All good advice, and interesting to hear of where each of your kids is at at their own age and pace and interests. There is a risk that your kids will grow up to become cartographers, but it’s a risk worth taking.*
My parents had a USGS map posted on the kitchen wall, which I studied for fun and gradually figured out where school, shopping, the train station, swamps, and ponds were in our town. As I grew older, I would figure out where I wanted to go bicycling, and then go do it, and see what trips I could append to the trip I just did. They also had a huge USGS map of metropolitan Boston (the top edge was a little out of reach and we lived a few inches above that map, but we did a lot of trips into the City so I knew the harbor, neighborhoods, airport, stuff you see from the train vs. the road). The USGS maps are (like the Ordinance Survey map in your illustration) useful in showing both the roads and the terrain, so you can get a sense of landscape, streams, habitats, as well as industrial centers, mills, etc.. They don’t label every street so you have to do a certain amount of navigation by counting 3 blocks past the major street, or turn left at the church… Combined with a bicycle or public transit, a kid can start to see how things connect that aren’t on their busy grown-ups’ routes (to work, to school).
A particular publisher we know and love has a Best Hikes with Kids series, in which the maps have bright colors, quirky typeface, decent trail info, but NO information about the terrain except that streams run in valleys and triangles mark peaks. Their Best Hikes with Dogs series overlays the routes on full-detail topographic maps with shaded relief, contour lines, and landscape details. Why do dogs get better maps than kids? Of course the maps in the books are just a starting place, and the park brochures or online maps may provide your budding cartographer additional clues as to where you are going or just went.

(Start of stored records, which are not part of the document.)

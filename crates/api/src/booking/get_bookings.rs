use crate::error::PracticeError;
use crate::shared::{
    auth::protect_route,
    guard::ValidationError,
    usecase::{execute, UseCase},
};
use actix_web::{web, HttpRequest, HttpResponse};
use chrono::NaiveDate;
use futures::TryStreamExt;
use practice_booking_api_structs::get_bookings::{APIResponse, QueryParams};
use practice_booking_domain::{Booking, BookingStatus, User, ID};
use practice_booking_infra::{BookingQuery, PracticeContext};
use tracing::error;

pub async fn get_bookings_controller(
    http_req: HttpRequest,
    query: web::Query<QueryParams>,
    ctx: web::Data<PracticeContext>,
) -> Result<HttpResponse, PracticeError> {
    let (user, _policy) = protect_route(&http_req, &ctx).await?;

    let query = query.into_inner();
    let usecase = GetBookingsUseCase {
        user,
        statuses: query.status,
        date_from: query.from,
        date_to: query.to,
        user_id: query.user_id,
        descending: query.descending.unwrap_or(false),
    };

    execute(usecase, &ctx)
        .await
        .map(|bookings| HttpResponse::Ok().json(APIResponse::new(bookings)))
        .map_err(PracticeError::from)
}

/// Lists bookings. Clients only ever see their own bookings, admins see
/// every booking and can filter by owner.
#[derive(Debug)]
pub struct GetBookingsUseCase {
    pub user: User,
    /// Comma separated statuses
    pub statuses: Option<String>,
    pub date_from: Option<NaiveDate>,
    pub date_to: Option<NaiveDate>,
    pub user_id: Option<ID>,
    pub descending: bool,
}

#[derive(Debug, PartialEq)]
pub enum UseCaseError {
    Validation(ValidationError),
    StorageError,
}

impl From<UseCaseError> for PracticeError {
    fn from(e: UseCaseError) -> Self {
        match e {
            UseCaseError::Validation(e) => e.into(),
            UseCaseError::StorageError => Self::InternalError,
        }
    }
}

fn parse_statuses(statuses: &str) -> Result<Vec<BookingStatus>, ValidationError> {
    statuses
        .split(',')
        .map(str::trim)
        .filter(|status| !status.is_empty())
        .map(|status| {
            status
                .parse::<BookingStatus>()
                .map_err(|e| ValidationError(e.to_string()))
        })
        .collect()
}

#[async_trait::async_trait(?Send)]
impl UseCase for GetBookingsUseCase {
    type Response = Vec<Booking>;

    type Error = UseCaseError;

    const NAME: &'static str = "GetBookings";

    async fn execute(&mut self, ctx: &PracticeContext) -> Result<Self::Response, Self::Error> {
        let statuses = match &self.statuses {
            Some(statuses) => {
                Some(parse_statuses(statuses).map_err(UseCaseError::Validation)?)
            }
            None => None,
        };
        if let (Some(from), Some(to)) = (self.date_from, self.date_to) {
            if from > to {
                return Err(UseCaseError::Validation(ValidationError(
                    "`from` has to be before `to`".into(),
                )));
            }
        }
        let user_id = if self.user.is_admin() {
            self.user_id.clone()
        } else {
            Some(self.user.id.clone())
        };

        let query = BookingQuery {
            statuses,
            date_from: self.date_from,
            date_to: self.date_to,
            user_id,
            descending: self.descending,
        };
        ctx.repos
            .bookings
            .stream(query)
            .try_collect()
            .await
            .map_err(|e| {
                error!("Unable to list bookings: {:?}", e);
                UseCaseError::StorageError
            })
    }
}
use chrono_tz::Tz;
use practice_booking_domain::KeywordExtractor;
use practice_booking_utils::create_random_secret;
use std::time::Duration;
use tracing::{info, warn};

#[derive(Debug, Clone)]
pub struct EmailApiConfig {
    pub url: String,
    pub api_key: String,
    /// Sender address used for every outgoing email
    pub from: String,
}

#[derive(Debug, Clone)]
pub struct SchedulingApiConfig {
    pub url: String,
    pub token: String,
}

#[derive(Debug, Clone)]
pub struct Config {
    /// Port for the application to run on
    pub port: usize,
    /// Timezone the practice operates in. Booking dates and times are
    /// local to this timezone.
    pub practice_timezone: Tz,
    /// Secret that has to be provided by the external job scheduler
    /// to trigger sync and reminder passes
    pub job_secret: String,
    /// Recipients of the new booking alerts
    pub admin_emails: Vec<String>,
    pub email_api: Option<EmailApiConfig>,
    pub scheduling_api: Option<SchedulingApiConfig>,
    /// Upper bound for a whole sync pass against the external scheduling service
    pub sync_timeout: Duration,
    /// How far back in time appointments are fetched on each sync pass
    pub sync_lookback_days: i64,
    pub keyword_extractor: KeywordExtractor,
    /// Runs the reminder pass in process with this interval when set
    pub reminder_job_interval_minutes: Option<u64>,
    /// Runs the sync pass in process with this interval when set
    pub sync_job_interval_minutes: Option<u64>,
}

fn parse_env<T: std::str::FromStr>(key: &str, default: T) -> T
where
    T: std::fmt::Display,
{
    match std::env::var(key) {
        Ok(value) => match value.parse::<T>() {
            Ok(value) => value,
            Err(_) => {
                warn!(
                    "The given {}: {} is not valid, falling back to the default: {}.",
                    key, value, default
                );
                default
            }
        },
        Err(_) => default,
    }
}

fn optional_env(key: &str) -> Option<String> {
    std::env::var(key).ok().filter(|value| !value.trim().is_empty())
}

fn parse_list(value: &str) -> Vec<String> {
    value
        .split(',')
        .map(|v| v.trim().to_string())
        .filter(|v| !v.is_empty())
        .collect()
}

impl Config {
    pub fn new() -> Self {
        let job_secret = match optional_env("JOB_SECRET") {
            Some(secret) => secret,
            None => {
                info!("Did not find JOB_SECRET environment variable. Going to create one.");
                let secret = create_random_secret(32);
                info!("Secret for triggering jobs was generated and set to: {}", secret);
                secret
            }
        };

        let default_timezone = chrono_tz::Europe::London;
        let practice_timezone = match optional_env("PRACTICE_TIMEZONE") {
            Some(tz) => tz.parse::<Tz>().unwrap_or_else(|_| {
                warn!(
                    "The given PRACTICE_TIMEZONE: {} is not valid, falling back to: {}.",
                    tz, default_timezone
                );
                default_timezone
            }),
            None => default_timezone,
        };

        let email_api = match (
            optional_env("EMAIL_API_URL"),
            optional_env("EMAIL_API_KEY"),
        ) {
            (Some(url), Some(api_key)) => Some(EmailApiConfig {
                url,
                api_key,
                from: optional_env("EMAIL_FROM")
                    .unwrap_or_else(|| "bookings@example.com".into()),
            }),
            _ => {
                warn!("EMAIL_API_URL or EMAIL_API_KEY is missing. Emails will only be logged.");
                None
            }
        };

        let scheduling_api = match (
            optional_env("SCHEDULING_API_URL"),
            optional_env("SCHEDULING_API_TOKEN"),
        ) {
            (Some(url), Some(token)) => Some(SchedulingApiConfig { url, token }),
            _ => {
                info!("External scheduling service is not configured. Sync passes will be empty.");
                None
            }
        };

        let default_extractor = KeywordExtractor::default();
        let keyword_extractor = match (optional_env("NOTE_KEYWORDS"), optional_env("PHONE_KEYWORDS")) {
            (None, None) => default_extractor,
            (notes, phones) => KeywordExtractor::new(
                notes
                    .map(|n| parse_list(&n))
                    .unwrap_or_else(|| default_extractor.note_keywords().to_vec()),
                phones
                    .map(|p| parse_list(&p))
                    .unwrap_or_else(|| default_extractor.phone_keywords().to_vec()),
            ),
        };

        Self {
            port: parse_env("PORT", 5000),
            practice_timezone,
            job_secret,
            admin_emails: optional_env("ADMIN_EMAILS")
                .map(|emails| parse_list(&emails))
                .unwrap_or_default(),
            email_api,
            scheduling_api,
            sync_timeout: Duration::from_secs(parse_env("SYNC_TIMEOUT_SECS", 60)),
            sync_lookback_days: parse_env("SYNC_LOOKBACK_DAYS", 30),
            keyword_extractor,
            reminder_job_interval_minutes: optional_env("REMINDER_JOB_INTERVAL_MINUTES")
                .and_then(|m| m.parse().ok()),
            sync_job_interval_minutes: optional_env("SYNC_JOB_INTERVAL_MINUTES")
                .and_then(|m| m.parse().ok()),
        }
    }
}

impl Default for Config {
    fn default() -> Self {
        Self::new()
    }
}
mod telemetry;

use practice_booking_api::Application;
use practice_booking_infra::{run_migration, setup_context, PracticeContext};
use telemetry::{get_subscriber, init_subscriber};
use tracing::info;

#[actix_web::main]
async fn main() -> std::io::Result<()> {
    openssl_probe::init_ssl_cert_env_vars();

    let subscriber = get_subscriber("practice_booking_server".into(), "info".into());
    init_subscriber(subscriber);

    let args: Vec<String> = std::env::args().collect();
    let context = if args.last() == Some(&String::from("inmemory")) {
        info!("Starting with in-memory storage");
        PracticeContext::create_inmemory()
    } else {
        run_migration()
            .await
            .map_err(|e| std::io::Error::new(std::io::ErrorKind::Other, e))?;
        setup_context().await
    };

    let app = Application::new(context).await?;
    info!("Listening on port {}", app.port());
    app.start().await
}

Ben, you raise excellent points and I value your expert advice in this matter. I agree that all maps should have some terrain info even if it’s basic as it would tremendously help to connect the map with the real world. Hopefully some day that publisher will reach your conclusion and improve the info on the map:) I find flat maps without terrain a bit disturbing as they’re such an abstract view of the world, especially when they refer to hilly areas. At least most SF bike maps have info on street grades – that helps!
I love that your parents had a USGS map posted on the kitchen wall, that’s such a great learning experience. It must have taken you a wile to figure out what was what because USGS maps aren’t exactly user-friendly in layout. My 7-year old has a Kids’ map of London that she loves because it’s completely simplified and has drawings of the main fun spots for her age. She brings it whenever we go out but it’s completely useless in terms of finding your way. It’s good to know roughly where you are on the map but not much else. As far as my 9-year old, she now gets the maps of places we visit in her hands and we ask her to lead the way. She’s still learning but she’s getting there and she’s definitely quicker at identifying big areas on the map. I think it’s good practice to see different types of maps too – gives you a different perspective on how people view an area.
Now I’m thinking we too should have a big topo map on the kitchen wall or in my girls’ bedroom. Food for thought. Thank you Ben!